As time went on I learnt that I needed to challenge his beliefs and help him to be able to distinguish between delusion and reality. This wasn’t easy. How do you convince someone that what they believe as fact doesn’t even exist? And let me tell you, a person in the grip of delusional thinking can give you some very convincing arguments. After a while the word “coincidence” starts to wear a little thin.

These days it’s a case of providing a distraction. The reassuring and the challenging are still needed at times but mostly he needs activity to keep his mind occupied. Medication has enabled him to gain “insight” into his illness – in other words he knows that he is ill now and that what he is suffering are symptoms of that illness – but the voices persist and they feed the delusions, so it’s important to keep him distracted from what they say.

In public it’s more a case of support and reassurance, as the voices and delusions cause a lot of anxiety, particularly when with strangers. When Mr Man was very poorly he shouted verbal abuse at people out of the car window a couple of times, but my reaction was more one of shock rather than “dealing” with it! I just try to be a calming influence as best I can; getting frustrated or shouting at a person suffering from psychosis only makes matters worse.

So as you can see, the way we deal with his symptoms has changed over time, due to experience and also due to a change in the severity of his symptoms. I dare say things will continue to change for us as time goes by.

6 comments:

Catherine said...

Although I should have understood it from your posts maybe, I did not realize that Mr Man has constant symptoms even with medication. As the person commented I had thought they were more episodic than anything else.

Mr Mans Wife said...

Hi Catherine,

I suppose it depends what you call an "episode". Mr Man is never completely free from symptoms but stress can make his symptoms worsen, causing a kind of relapse. Also he skipped some medication one time causing his symptoms to become very bad, very quickly. I suppose some people might refer to these as "episodes", I'm not sure, and I know I have used the term (perhaps wrongly?) myself in the past.

We could do with a mental health professional answering this couldn't we? I'm not sure what the medical explanation of an episode is, but one dictionary definition is "a happening that is distinctive in a series of related events".

I believe the highs and lows of people suffering from Bipolar are more likely to be described as "episodes" due to the distinctive nature of each one, although being part of a series of related events (related in the sense that it is all part of the same illness).

Does that make sense? Or do I need to go to bed? :)

Catherine said...

I suppose I did look at it as episodic like bipolar or depression. Shows how much I know, right?

Mr Mans Wife said...

Each of us can only go by our own experiences, Catherine. Before Mr Man became ill I thought Schizophrenia was a split personality like most other people do.

C said...

How do you respond when Mr Man tells you he is hearing voice? My boyfriend hears voices that want to take him away and hurt him.
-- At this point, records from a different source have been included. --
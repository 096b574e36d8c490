//! Scalar replacement of aggregate stack slots.
//!
//! Struct-typed slots whose fields are only reached through constant-index
//! `getfield.ptr` and then loaded or stored directly are split into one
//! scalar slot per field. The scalar slots then qualify for promotion and
//! store-to-load forwarding.

use std::collections::{HashMap, HashSet};

use super::{Transform, TransformCategory};
use crate::ir::{Function, Instruction, PrimitiveType, Type, Value};

#[derive(Default)]
pub struct ScalarReplacement;

impl Transform for ScalarReplacement {
    fn name(&self) -> &'static str {
        "scalar_replacement"
    }

    fn description(&self) -> &'static str {
        "Splits struct stack slots into per-field scalar slots"
    }

    fn category(&self) -> TransformCategory {
        TransformCategory::MemoryOptimization
    }

    fn apply(&self, func: &mut Function) -> Result<bool, String> {
        let candidates = splittable_slots(func);
        if candidates.is_empty() {
            return Ok(false);
        }

        // getfield result -> scalar slot name it becomes
        let mut field_slot: HashMap<String, String> = HashMap::new();
        for block in &func.blocks {
            for instr in &block.instructions {
                if let Instruction::GetFieldPtr {
                    result,
                    struct_ptr: Value::Variable(base),
                    field_index,
                } = instr
                {
                    if candidates.contains_key(base) {
                        field_slot.insert(result.clone(), format!("{}_f{}", base, field_index));
                    }
                }
            }
        }

        for block in &mut func.blocks {
            let mut rewritten = Vec::with_capacity(block.instructions.len());
            for instr in block.instructions.drain(..) {
                match instr {
                    Instruction::Alloc {
                        ref result,
                        allocated_ty: Type::Struct(ref fields),
                    } if candidates.contains_key(result) => {
                        for (idx, field) in fields.iter().enumerate() {
                            rewritten.push(Instruction::Alloc {
                                result: format!("{}_f{}", result, idx),
                                allocated_ty: field.ty.clone(),
                            });
                        }
                    }
                    Instruction::GetFieldPtr { ref result, .. }
                        if field_slot.contains_key(result) =>
                    {
                        // Field addresses disappear; loads and stores go to
                        // the scalar slots directly.
                    }
                    mut other => {
                        other.for_each_value_mut(|v| {
                            if let Value::Variable(name) = v {
                                if let Some(slot) = field_slot.get(name) {
                                    *v = Value::var(slot.clone());
                                }
                            }
                        });
                        rewritten.push(other);
                    }
                }
            }
            block.instructions = rewritten;
        }

        Ok(true)
    }
}

/// Struct slots where every use is a constant-index getfield whose result is
/// only a direct load/store address, and every field is primitive.
fn splittable_slots(func: &Function) -> HashMap<String, usize> {
    let mut slots: HashMap<String, usize> = HashMap::new();
    for block in &func.blocks {
        for instr in &block.instructions {
            if let Instruction::Alloc {
                result,
                allocated_ty: Type::Struct(fields),
            } = instr
            {
                let all_primitive = fields
                    .iter()
                    .all(|f| matches!(f.ty, Type::Primitive(p) if p != PrimitiveType::Ptr));
                if all_primitive {
                    slots.insert(result.clone(), fields.len());
                }
            }
        }
    }
    if slots.is_empty() {
        return slots;
    }

    let mut rejected: HashSet<String> = HashSet::new();
    let mut field_ptrs: HashMap<String, String> = HashMap::new();
    for block in &func.blocks {
        for instr in &block.instructions {
            match instr {
                Instruction::GetFieldPtr {
                    result,
                    struct_ptr: Value::Variable(base),
                    field_index,
                } => {
                    if let Some(count) = slots.get(base) {
                        if field_index >= count {
                            rejected.insert(base.clone());
                        } else {
                            field_ptrs.insert(result.clone(), base.clone());
                        }
                    }
                }
                other => {
                    // Any use besides a constant-index getfield keeps the
                    // slot whole.
                    other.for_each_value(|v| {
                        if let Some(name) = v.as_variable() {
                            if slots.contains_key(name) {
                                rejected.insert(name.to_string());
                            }
                        }
                    });
                }
            }
        }
    }

    // Field pointers must themselves only be load/store addresses.
    for block in &func.blocks {
        for instr in &block.instructions {
            match instr {
                Instruction::Load {
                    ptr: Value::Variable(_),
                    ..
                } => {}
                Instruction::Store {
                    ptr: Value::Variable(_),
                    value,
                    ..
                } => {
                    if let Some(name) = value.as_variable() {
                        if let Some(base) = field_ptrs.get(name) {
                            rejected.insert(base.clone());
                        }
                    }
                }
                Instruction::GetFieldPtr { .. } => {}
                other => {
                    other.for_each_value(|v| {
                        if let Some(name) = v.as_variable() {
                            if let Some(base) = field_ptrs.get(name) {
                                rejected.insert(base.clone());
                            }
                        }
                    });
                }
            }
        }
    }

    for name in rejected {
        slots.remove(&name);
    }
    slots
}
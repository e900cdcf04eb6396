use crate::utils;
use mapkit::RangeMap;
use std::time::{Duration, Instant};

fn bench_insert(len: usize) -> (RangeMap<i64, i64>, Vec<i64>, Duration) {
    let mut m = RangeMap::new();
    let data = utils::randvec::<i64>(len);
    let begin = Instant::now();
    for k in &data {
        m.insert(*k, *k);
    }
    (m, data, begin.elapsed())
}

fn bench_collect(data: &[i64]) -> Duration {
    let begin = Instant::now();
    let m: RangeMap<i64, i64> = data.iter().map(|k| (*k, *k)).collect();
    assert_eq!(m.len(), data.len());
    begin.elapsed()
}

// lookups land between boundaries, so each one walks to its match
fn bench_get(m: &RangeMap<i64, i64>, d: &[i64]) -> Duration {
    let begin = Instant::now();
    for k in d {
        let _ = m.get(&k.saturating_sub(1));
    }
    begin.elapsed()
}

fn bench_remove(m: &mut RangeMap<i64, i64>, d: &[i64]) -> Duration {
    let begin = Instant::now();
    for k in d {
        m.remove(k);
    }
    begin.elapsed()
}

pub(crate) fn run(size: usize) {
    let (mut m, d, insert) = bench_insert(size);
    let collect = bench_collect(&d);
    let get = bench_get(&m, &d);
    let rm = bench_remove(&mut m, &d);
    println!(
        "insert: {}ns, collect: {}ns, get: {}ns, remove: {}ns",
        utils::to_ns_per(insert, size),
        utils::to_ns_per(collect, size),
        utils::to_ns_per(get, size),
        utils::to_ns_per(rm, size)
    );
}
When he was hospitalized the second time I asked his doctors but no one could answer my question. I try to remind him that he isn't going anywhere and everything will be ok. Any suggestions?

Mr Mans Wife said...

It sounds like you are doing the right thing C. When Mr Man's voices are bad and threatening him, the only thing I can really do is reassure him that nothing bad will happen. Distracting him from the voices helps too. I try to engross him in a conversation about something he enjoys, or get him to listen to music.